◆ Activity ◆
Please figure out how many lines in the material contain "histogram", and give only that number.
»»
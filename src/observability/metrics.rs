//! Metrics collection and exposition.
//!
//! # Metrics
//! - `doh_requests_total` (counter): requests by method, status, cache outcome
//! - `doh_request_duration_seconds` (histogram): latency distribution
//! - `doh_cache_lookups_total` (counter): hit / miss
//! - `doh_upstream_requests_total` (counter): upstream outcome
//! - `doh_cache_entries` (gauge): entries currently stored
//!
//! Recording is a no-op until [`init_metrics`] installs the exporter.

use std::net::SocketAddr;
use std::time::Instant;

use metrics::{counter, gauge, histogram};
use metrics_exporter_prometheus::{BuildError, PrometheusBuilder};

/// Install the Prometheus recorder and its scrape listener.
pub fn init_metrics(addr: SocketAddr) -> Result<(), BuildError> {
    PrometheusBuilder::new().with_http_listener(addr).install()?;
    tracing::info!(address = %addr, "Metrics exporter listening");
    Ok(())
}

/// Record a finished client request.
pub fn record_request(method: &str, status: u16, cache: &'static str, start: Instant) {
    counter!(
        "doh_requests_total",
        "method" => method.to_string(),
        "status" => status.to_string(),
        "cache" => cache
    )
    .increment(1);
    histogram!("doh_request_duration_seconds", "method" => method.to_string())
        .record(start.elapsed().as_secs_f64());
}

/// Record a cache lookup result (`hit` or `miss`).
pub fn record_cache_lookup(outcome: &'static str) {
    counter!("doh_cache_lookups_total", "outcome" => outcome).increment(1);
}

/// Record the outcome of one upstream exchange.
pub fn record_upstream(outcome: &'static str) {
    counter!("doh_upstream_requests_total", "outcome" => outcome).increment(1);
}

pub fn record_cache_size(entries: usize) {
    gauge!("doh_cache_entries").set(entries as f64);
}
//! Request identification.
//!
//! # Responsibilities
//! - Generate a UUID v4 request ID for requests that arrive without one
//! - Expose the ID to handlers for log correlation
//!
//! # Design Decisions
//! - Request ID added as early as possible for tracing
//! - A client-supplied `x-request-id` is kept and echoed back

use axum::http::{HeaderMap, HeaderName, HeaderValue, Request};
use tower_http::request_id::{MakeRequestId, RequestId};
use uuid::Uuid;

/// Header carrying the request ID in both directions.
pub const X_REQUEST_ID: HeaderName = HeaderName::from_static("x-request-id");

/// Generates random UUID v4 request IDs.
#[derive(Debug, Clone, Copy, Default)]
pub struct UuidRequestId;

impl MakeRequestId for UuidRequestId {
    fn make_request_id<B>(&mut self, _request: &Request<B>) -> Option<RequestId> {
        HeaderValue::from_str(&Uuid::new_v4().to_string())
            .ok()
            .map(RequestId::new)
    }
}

/// Request ID of an inbound request, or `"unknown"` if the layer did not run.
pub fn request_id(headers: &HeaderMap) -> String {
    headers
        .get(X_REQUEST_ID)
        .and_then(|v| v.to_str().ok())
        .unwrap_or("unknown")
        .to_string()
}

#[cfg(test)]
mod tests {
    use super::*;
    use axum::body::Body;

    #[test]
    fn test_generates_uuid() {
        let request = Request::new(Body::empty());
        let id = UuidRequestId.make_request_id(&request).unwrap();
        let text = id.header_value().to_str().unwrap();
        assert!(Uuid::parse_str(text).is_ok());
    }

    #[test]
    fn test_reads_request_id() {
        let mut headers = HeaderMap::new();
        assert_eq!(request_id(&headers), "unknown");
        headers.insert(X_REQUEST_ID, HeaderValue::from_static("abc"));
        assert_eq!(request_id(&headers), "abc");
    }
}
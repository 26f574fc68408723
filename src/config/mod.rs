//! Configuration management subsystem.
//!
//! # Data Flow
//! ```text
//! config file (TOML)
//!     → loader.rs (parse & deserialize)
//!     → validation.rs (semantic checks)
//!     → ProxyConfig (validated, immutable)
//!     → handed to HttpServer at startup
//! ```
//!
//! # Design Decisions
//! - Config is immutable once loaded; changes require a restart
//! - All fields have defaults to allow minimal configs
//! - Validation separates syntactic (serde) from semantic checks

pub mod loader;
pub mod schema;
pub mod validation;

pub use loader::{load_config, ConfigError};
pub use schema::{
    CacheConfig, DohConfig, ListenerConfig, ObservabilityConfig, ProxyConfig, TimeoutConfig,
    TlsConfig, UpstreamConfig,
};
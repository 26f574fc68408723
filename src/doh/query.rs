//! Canonical query model and cache key derivation.

use std::fmt;

use axum::body::Bytes;
use base64::alphabet;
use base64::engine::{DecodePaddingMode, GeneralPurpose, GeneralPurposeConfig};
use base64::Engine;

/// Media type of the RFC 8484 binary encoding.
pub const DNS_MESSAGE_CONTENT_TYPE: &str = "application/dns-message";

/// Media type of the JSON encoding served by public resolvers.
pub const DNS_JSON_CONTENT_TYPE: &str = "application/dns-json";

/// Record type used when a JSON query omits `type`.
pub const DEFAULT_RECORD_TYPE: &str = "A";

/// base64url without padding on encode; accepts padded and unpadded input.
pub const BASE64_URL: GeneralPurpose = GeneralPurpose::new(
    &alphabet::URL_SAFE,
    GeneralPurposeConfig::new()
        .with_encode_padding(false)
        .with_decode_padding_mode(DecodePaddingMode::Indifferent),
);

/// The two DoH encodings a client can negotiate.
#[derive(Debug, Clone, Copy, PartialEq, Eq, Hash)]
pub enum DohFormat {
    WireMessage,
    Json,
}

impl DohFormat {
    /// Pick the format from an `Accept` header value.
    ///
    /// Absent or unrecognised values select the wire format.
    pub fn from_accept(accept: Option<&str>) -> Self {
        match accept {
            Some(value) if value.contains(DNS_JSON_CONTENT_TYPE) => DohFormat::Json,
            _ => DohFormat::WireMessage,
        }
    }

    pub const fn media_type(self) -> &'static str {
        match self {
            DohFormat::WireMessage => DNS_MESSAGE_CONTENT_TYPE,
            DohFormat::Json => DNS_JSON_CONTENT_TYPE,
        }
    }
}

impl fmt::Display for DohFormat {
    fn fmt(&self, f: &mut fmt::Formatter<'_>) -> fmt::Result {
        f.write_str(match self {
            DohFormat::WireMessage => "wire",
            DohFormat::Json => "json",
        })
    }
}

/// HTTP method a wire-format query arrived with.
#[derive(Debug, Clone, Copy, PartialEq, Eq, Hash)]
pub enum QueryMethod {
    Get,
    Post,
}

impl QueryMethod {
    pub const fn as_str(self) -> &'static str {
        match self {
            QueryMethod::Get => "GET",
            QueryMethod::Post => "POST",
        }
    }
}

/// A validated DoH query, independent of how its headers were spelled.
#[derive(Debug, Clone, PartialEq, Eq)]
pub enum Query {
    /// JSON API lookup, always issued as GET.
    Json { name: String, record_type: String },
    /// Opaque DNS wire message.
    Wire { method: QueryMethod, message: Bytes },
}

impl Query {
    pub fn format(&self) -> DohFormat {
        match self {
            Query::Json { .. } => DohFormat::Json,
            Query::Wire { .. } => DohFormat::WireMessage,
        }
    }

    pub fn method(&self) -> QueryMethod {
        match self {
            Query::Json { .. } => QueryMethod::Get,
            Query::Wire { method, .. } => *method,
        }
    }

    /// Derive the cache key for this query.
    ///
    /// Wire messages are keyed on their canonical unpadded base64url form,
    /// so padded and unpadded GET parameters collide.
    pub fn cache_key(&self) -> CacheKey {
        match self {
            Query::Json { name, record_type } => CacheKey(format!("json:{name}:{record_type}")),
            Query::Wire { method, message } => CacheKey(format!(
                "dns:{}:{}",
                method.as_str(),
                BASE64_URL.encode(message)
            )),
        }
    }
}

/// Deterministic identifier of a cacheable query.
#[derive(Debug, Clone, PartialEq, Eq, Hash, PartialOrd, Ord)]
pub struct CacheKey(String);

impl CacheKey {
    pub fn as_str(&self) -> &str {
        &self.0
    }
}

impl fmt::Display for CacheKey {
    fn fmt(&self, f: &mut fmt::Formatter<'_>) -> fmt::Result {
        f.write_str(&self.0)
    }
}

impl From<&str> for CacheKey {
    fn from(value: &str) -> Self {
        CacheKey(value.to_string())
    }
}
««
◆ Answer to the problem ◆
3